◆ Dataset entries
use clap::{Parser, Subcommand};
use std::path::PathBuf;
use std::sync::Arc;
use tracing::{error, info, warn};
use xbridge_arbitrage::{
    config::ArbitrageConfig,
    connectors::{
        CoinWalletRpc, JsonRpcTransport, ProxyPriceClient, ThorchainClient, XBridgeClient,
    },
    recovery::ShutdownCoordinator,
    state::TradeStateStore,
    strategy::ArbitrageEngine,
    utils::logger,
    Result,
};

#[derive(Parser)]
#[command(name = "xbridge-arbitrage")]
#[command(about = "XBridge/Thorchain taker-side arbitrage engine")]
#[command(version)]
struct Cli {
    /// Configuration file path
    #[arg(short, long, default_value = "config/arbitrage.toml")]
    config: PathBuf,

    /// Log level
    #[arg(short, long, default_value = "info")]
    log_level: String,

    /// Log file path
    #[arg(long, default_value = "logs/arbitrage.log")]
    log_file: PathBuf,

    #[command(subcommand)]
    command: Commands,
}

#[derive(Subcommand)]
enum Commands {
    /// Run the engine (recover interrupted trades, then evaluate)
    Run {
        /// Evaluate and log opportunities without submitting orders
        #[arg(long)]
        dry_run: bool,
    },
    /// Validate configuration
    Validate,
    /// Print persisted trade states
    Status,
}

#[tokio::main]
async fn main() -> Result<()> {
    dotenv::dotenv().ok();
    let cli = Cli::parse();

    logger::init(&cli.log_level, &cli.log_file)?;

    info!(
        "Starting {} v{}",
        xbridge_arbitrage::APP_NAME,
        xbridge_arbitrage::VERSION
    );

    let mut config = ArbitrageConfig::from_file(&cli.config)?;
    config.validate()?;
    info!("Configuration loaded from: {}", cli.config.display());

    match cli.command {
        Commands::Run { dry_run } => {
            if dry_run {
                config.strategy.dry_mode = true;
            }
            run_engine(config).await
        }
        Commands::Validate => {
            println!("Configuration validation passed!");
            Ok(())
        }
        Commands::Status => show_status(config),
    }
}

async fn run_engine(config: ArbitrageConfig) -> Result<()> {
    if config.strategy.dry_mode {
        info!("Dry mode enabled; no orders will be submitted");
    }

    let dex_transport = Arc::new(JsonRpcTransport::new(
        &config.xbridge.rpc_host,
        config.xbridge.rpc_port,
        &config.xbridge.rpc_user,
        &config.xbridge.rpc_password,
        config.xbridge.rpc_timeout_secs,
    )?);
    let dex = Arc::new(XBridgeClient::new(dex_transport, config.xbridge.clone()));
    let swap = Arc::new(ThorchainClient::new(&config.thorchain)?);
    let prices = Arc::new(ProxyPriceClient::new(&config.pricing)?);

    let mut wallets = CoinWalletRpc::new();
    for (token, rpc) in &config.wallets {
        let transport = JsonRpcTransport::new(
            &rpc.rpc_host,
            rpc.rpc_port,
            &rpc.rpc_user,
            &rpc.rpc_password,
            config.xbridge.rpc_timeout_secs,
        )?;
        wallets.register(token, Arc::new(transport));
    }
    if !config.strategy.dry_mode && wallets.registered_tokens().is_empty() {
        warn!("No wallet RPCs configured; swap legs will fail operationally");
    }

    let store = Arc::new(TradeStateStore::new(&config.persistence.state_dir)?);
    let shutdown = ShutdownCoordinator::new();

    let engine = Arc::new(ArbitrageEngine::new(
        config,
        dex,
        swap,
        prices,
        Arc::new(wallets),
        store,
        shutdown.clone(),
    ));

    // Interrupted trades must be resolved before the first tick
    engine.recover().await?;

    let loop_engine = engine.clone();
    let loop_handle = tokio::spawn(async move { loop_engine.run().await });

    tokio::select! {
        _ = tokio::signal::ctrl_c() => {
            info!("Interrupt received; shutting down");
            shutdown.signal_stop();
        }
        _ = shutdown.wait() => {}
    }

    match loop_handle.await {
        Ok(result) => result?,
        Err(e) => error!(error = %e, "Evaluation loop panicked"),
    }

    let trades = engine.status().await;
    info!(trades = trades.len(), "Engine stopped");
    Ok(())
}

fn show_status(config: ArbitrageConfig) -> Result<()> {
    let store = TradeStateStore::new(&config.persistence.state_dir)?;
    let trades = store.load_all()?;

    println!("Persisted trades: {}", trades.len());
    for trade in trades {
        println!(
            "  {} {} {} created {} legs {}",
            trade.id,
            trade.opportunity.pair_symbol,
            trade.status,
            trade.created_at.format("%Y-%m-%d %H:%M:%S"),
            trade
                .legs
                .iter()
                .map(|l| format!("{}:{}", l.venue, l.status))
                .collect::<Vec<_>>()
                .join(", ")
        );
    }
    Ok(())
}

#[cfg(test)]
mod tests {
    use super::*;
    use clap::CommandFactory;

    #[test]
    fn verify_cli() {
        Cli::command().debug_assert()
    }
}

◆ TRY IT
A word-for-word copy of the entries, from the first line through the line containing "config.validate()?;", is the whole answer.

◆ RESPONSE TO THIS EXERCISE
use clap::{Parser, Subcommand};
use std::path::PathBuf;
use std::sync::Arc;
use tracing::{error, info, warn};
use xbridge_arbitrage::{
    config::ArbitrageConfig,
    connectors::{
        CoinWalletRpc, JsonRpcTransport, ProxyPriceClient, ThorchainClient, XBridgeClient,
    },
    recovery::ShutdownCoordinator,
    state::TradeStateStore,
    strategy::ArbitrageEngine,
    utils::logger,
    Result,
};

#[derive(Parser)]
#[command(name = "xbridge-arbitrage")]
#[command(about = "XBridge/Thorchain taker-side arbitrage engine")]
#[command(version)]
struct Cli {
    /// Configuration file path
    #[arg(short, long, default_value = "config/arbitrage.toml")]
    config: PathBuf,

    /// Log level
    #[arg(short, long, default_value = "info")]
    log_level: String,

    /// Log file path
    #[arg(long, default_value = "logs/arbitrage.log")]
    log_file: PathBuf,

    #[command(subcommand)]
    command: Commands,
}

#[derive(Subcommand)]
enum Commands {
    /// Run the engine (recover interrupted trades, then evaluate)
    Run {
        /// Evaluate and log opportunities without submitting orders
        #[arg(long)]
        dry_run: bool,
    },
    /// Validate configuration
    Validate,
    /// Print persisted trade states
    Status,
}

#[tokio::main]
async fn main() -> Result<()> {
    dotenv::dotenv().ok();
    let cli = Cli::parse();

    logger::init(&cli.log_level, &cli.log_file)?;

    info!(
        "Starting {} v{}",
        xbridge_arbitrage::APP_NAME,
        xbridge_arbitrage::VERSION
    );

    let mut config = ArbitrageConfig::from_file(&cli.config)?;
    config.validate()?;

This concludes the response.